▶ **Exercise brief**
Read through the lines below and copy the ones holding the string "DatabaseSet".

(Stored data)
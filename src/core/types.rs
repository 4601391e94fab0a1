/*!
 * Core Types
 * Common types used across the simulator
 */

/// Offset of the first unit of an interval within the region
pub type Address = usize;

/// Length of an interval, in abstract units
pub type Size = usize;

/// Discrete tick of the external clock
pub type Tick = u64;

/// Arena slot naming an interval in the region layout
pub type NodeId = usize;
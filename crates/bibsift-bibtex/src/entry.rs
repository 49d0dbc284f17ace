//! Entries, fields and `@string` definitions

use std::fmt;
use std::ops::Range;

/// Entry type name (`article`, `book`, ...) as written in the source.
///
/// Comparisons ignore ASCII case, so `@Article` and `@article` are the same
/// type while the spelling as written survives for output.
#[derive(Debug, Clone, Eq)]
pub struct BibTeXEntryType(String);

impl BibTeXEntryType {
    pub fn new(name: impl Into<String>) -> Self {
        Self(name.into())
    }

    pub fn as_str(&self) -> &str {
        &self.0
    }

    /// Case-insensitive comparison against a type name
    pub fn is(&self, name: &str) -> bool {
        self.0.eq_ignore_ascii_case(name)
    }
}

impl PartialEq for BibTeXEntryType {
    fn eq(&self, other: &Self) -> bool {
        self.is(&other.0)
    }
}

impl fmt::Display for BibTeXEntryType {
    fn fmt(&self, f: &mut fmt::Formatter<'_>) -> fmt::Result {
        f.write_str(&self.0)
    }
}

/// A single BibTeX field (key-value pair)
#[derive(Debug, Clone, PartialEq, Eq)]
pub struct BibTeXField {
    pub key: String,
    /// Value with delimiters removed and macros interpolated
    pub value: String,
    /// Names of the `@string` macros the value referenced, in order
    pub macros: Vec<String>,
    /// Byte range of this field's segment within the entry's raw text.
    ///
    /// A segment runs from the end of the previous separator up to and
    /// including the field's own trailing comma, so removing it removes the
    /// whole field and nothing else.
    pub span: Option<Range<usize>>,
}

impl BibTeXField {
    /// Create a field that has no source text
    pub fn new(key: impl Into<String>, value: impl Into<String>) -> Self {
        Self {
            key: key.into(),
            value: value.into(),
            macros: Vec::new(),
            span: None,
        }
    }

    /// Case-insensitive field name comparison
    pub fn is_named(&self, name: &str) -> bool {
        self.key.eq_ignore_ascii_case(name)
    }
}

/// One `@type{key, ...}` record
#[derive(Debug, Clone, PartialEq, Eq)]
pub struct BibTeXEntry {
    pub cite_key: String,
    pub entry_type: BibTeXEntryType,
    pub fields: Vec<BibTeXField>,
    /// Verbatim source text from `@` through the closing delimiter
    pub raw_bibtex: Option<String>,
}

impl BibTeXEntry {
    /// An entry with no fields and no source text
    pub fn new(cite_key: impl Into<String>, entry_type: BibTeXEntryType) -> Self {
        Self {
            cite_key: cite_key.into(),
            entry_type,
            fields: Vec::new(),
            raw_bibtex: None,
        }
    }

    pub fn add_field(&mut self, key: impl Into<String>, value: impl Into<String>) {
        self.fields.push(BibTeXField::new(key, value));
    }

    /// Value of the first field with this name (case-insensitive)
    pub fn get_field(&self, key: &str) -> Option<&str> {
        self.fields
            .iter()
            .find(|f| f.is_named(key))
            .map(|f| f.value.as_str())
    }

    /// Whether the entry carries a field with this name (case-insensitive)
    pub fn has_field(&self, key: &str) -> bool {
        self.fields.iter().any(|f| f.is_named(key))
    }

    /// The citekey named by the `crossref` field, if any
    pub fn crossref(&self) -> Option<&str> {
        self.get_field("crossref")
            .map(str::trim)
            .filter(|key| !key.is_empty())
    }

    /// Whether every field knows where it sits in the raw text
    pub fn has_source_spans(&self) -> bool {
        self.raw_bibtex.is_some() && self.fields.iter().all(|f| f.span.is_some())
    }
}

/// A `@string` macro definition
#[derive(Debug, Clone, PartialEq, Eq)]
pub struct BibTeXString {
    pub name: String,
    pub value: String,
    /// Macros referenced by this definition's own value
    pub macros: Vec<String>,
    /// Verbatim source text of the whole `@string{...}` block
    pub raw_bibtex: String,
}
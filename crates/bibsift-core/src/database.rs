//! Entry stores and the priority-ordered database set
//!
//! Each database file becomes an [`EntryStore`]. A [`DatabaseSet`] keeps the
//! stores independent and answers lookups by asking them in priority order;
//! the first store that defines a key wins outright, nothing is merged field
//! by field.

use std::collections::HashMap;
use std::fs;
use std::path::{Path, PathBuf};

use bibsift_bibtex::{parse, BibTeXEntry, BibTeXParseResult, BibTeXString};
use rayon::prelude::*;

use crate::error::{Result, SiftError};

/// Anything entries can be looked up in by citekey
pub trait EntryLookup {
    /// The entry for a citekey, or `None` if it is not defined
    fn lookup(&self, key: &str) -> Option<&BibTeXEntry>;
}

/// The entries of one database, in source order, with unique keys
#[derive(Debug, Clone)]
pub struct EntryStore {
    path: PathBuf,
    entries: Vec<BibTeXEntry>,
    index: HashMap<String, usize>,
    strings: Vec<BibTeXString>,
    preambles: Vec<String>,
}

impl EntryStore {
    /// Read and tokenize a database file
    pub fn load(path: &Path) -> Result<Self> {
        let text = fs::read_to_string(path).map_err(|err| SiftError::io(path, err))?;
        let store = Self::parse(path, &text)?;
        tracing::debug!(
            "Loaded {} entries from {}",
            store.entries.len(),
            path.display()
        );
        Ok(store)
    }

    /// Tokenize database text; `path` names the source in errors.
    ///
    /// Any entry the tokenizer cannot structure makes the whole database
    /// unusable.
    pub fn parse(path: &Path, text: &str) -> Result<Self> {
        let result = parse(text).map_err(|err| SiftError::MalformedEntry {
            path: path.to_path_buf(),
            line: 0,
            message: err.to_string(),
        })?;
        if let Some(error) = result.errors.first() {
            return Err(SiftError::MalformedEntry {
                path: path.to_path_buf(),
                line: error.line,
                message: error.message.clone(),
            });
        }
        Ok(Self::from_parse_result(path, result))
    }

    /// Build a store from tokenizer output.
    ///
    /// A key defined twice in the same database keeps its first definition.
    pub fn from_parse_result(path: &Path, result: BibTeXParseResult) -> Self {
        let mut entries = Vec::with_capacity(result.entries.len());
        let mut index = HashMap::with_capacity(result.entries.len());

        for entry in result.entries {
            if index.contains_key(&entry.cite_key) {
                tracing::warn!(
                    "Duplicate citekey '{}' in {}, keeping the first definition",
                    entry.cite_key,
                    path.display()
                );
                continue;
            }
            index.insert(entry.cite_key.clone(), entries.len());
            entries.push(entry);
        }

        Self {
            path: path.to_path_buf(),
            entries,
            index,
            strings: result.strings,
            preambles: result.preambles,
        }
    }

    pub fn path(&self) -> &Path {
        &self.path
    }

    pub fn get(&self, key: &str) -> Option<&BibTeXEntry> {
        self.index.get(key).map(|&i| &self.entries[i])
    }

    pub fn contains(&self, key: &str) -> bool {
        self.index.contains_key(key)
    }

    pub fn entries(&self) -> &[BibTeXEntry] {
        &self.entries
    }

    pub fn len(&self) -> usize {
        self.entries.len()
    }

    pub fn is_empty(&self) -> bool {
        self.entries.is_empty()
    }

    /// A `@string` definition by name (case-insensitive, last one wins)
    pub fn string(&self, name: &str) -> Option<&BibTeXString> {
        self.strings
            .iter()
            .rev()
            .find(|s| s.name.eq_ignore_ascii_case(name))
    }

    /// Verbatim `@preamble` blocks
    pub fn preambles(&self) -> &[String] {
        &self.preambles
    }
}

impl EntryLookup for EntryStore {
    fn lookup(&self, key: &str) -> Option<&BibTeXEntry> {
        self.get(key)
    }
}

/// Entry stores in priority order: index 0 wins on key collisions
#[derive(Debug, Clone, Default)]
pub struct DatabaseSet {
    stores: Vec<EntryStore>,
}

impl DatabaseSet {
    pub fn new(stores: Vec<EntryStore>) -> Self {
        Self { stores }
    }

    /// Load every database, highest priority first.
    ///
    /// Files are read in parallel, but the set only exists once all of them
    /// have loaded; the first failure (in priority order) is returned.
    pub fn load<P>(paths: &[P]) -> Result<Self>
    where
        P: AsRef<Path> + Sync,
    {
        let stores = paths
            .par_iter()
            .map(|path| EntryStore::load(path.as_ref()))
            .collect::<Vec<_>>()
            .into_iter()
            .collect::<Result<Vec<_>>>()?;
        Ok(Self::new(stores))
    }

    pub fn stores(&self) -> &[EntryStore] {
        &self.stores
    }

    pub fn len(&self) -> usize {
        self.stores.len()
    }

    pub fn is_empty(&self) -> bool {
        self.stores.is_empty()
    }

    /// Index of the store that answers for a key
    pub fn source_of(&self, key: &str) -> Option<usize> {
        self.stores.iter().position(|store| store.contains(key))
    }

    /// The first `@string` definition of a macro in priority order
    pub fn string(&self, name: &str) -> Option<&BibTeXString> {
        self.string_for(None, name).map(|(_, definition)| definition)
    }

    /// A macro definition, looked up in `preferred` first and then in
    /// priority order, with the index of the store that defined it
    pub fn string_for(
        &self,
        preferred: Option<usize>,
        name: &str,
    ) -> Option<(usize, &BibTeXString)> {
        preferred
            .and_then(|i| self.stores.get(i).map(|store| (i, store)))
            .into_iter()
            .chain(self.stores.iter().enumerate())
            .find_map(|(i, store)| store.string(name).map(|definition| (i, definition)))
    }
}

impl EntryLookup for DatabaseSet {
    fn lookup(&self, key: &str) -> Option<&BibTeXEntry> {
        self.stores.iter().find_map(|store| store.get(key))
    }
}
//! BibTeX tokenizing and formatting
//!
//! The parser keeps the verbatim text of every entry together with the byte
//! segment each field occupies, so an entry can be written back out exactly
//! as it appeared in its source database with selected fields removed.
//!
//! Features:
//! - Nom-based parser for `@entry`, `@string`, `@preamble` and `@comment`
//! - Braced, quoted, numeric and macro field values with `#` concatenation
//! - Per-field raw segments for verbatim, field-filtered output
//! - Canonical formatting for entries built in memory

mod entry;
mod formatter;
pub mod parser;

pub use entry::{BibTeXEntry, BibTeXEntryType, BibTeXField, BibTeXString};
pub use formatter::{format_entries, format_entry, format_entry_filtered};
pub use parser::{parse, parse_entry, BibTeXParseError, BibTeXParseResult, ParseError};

▶ **Reply**
//! Each database file becomes an [`EntryStore`]. A [`DatabaseSet`] keeps the
pub struct DatabaseSet {
impl DatabaseSet {
impl EntryLookup for DatabaseSet {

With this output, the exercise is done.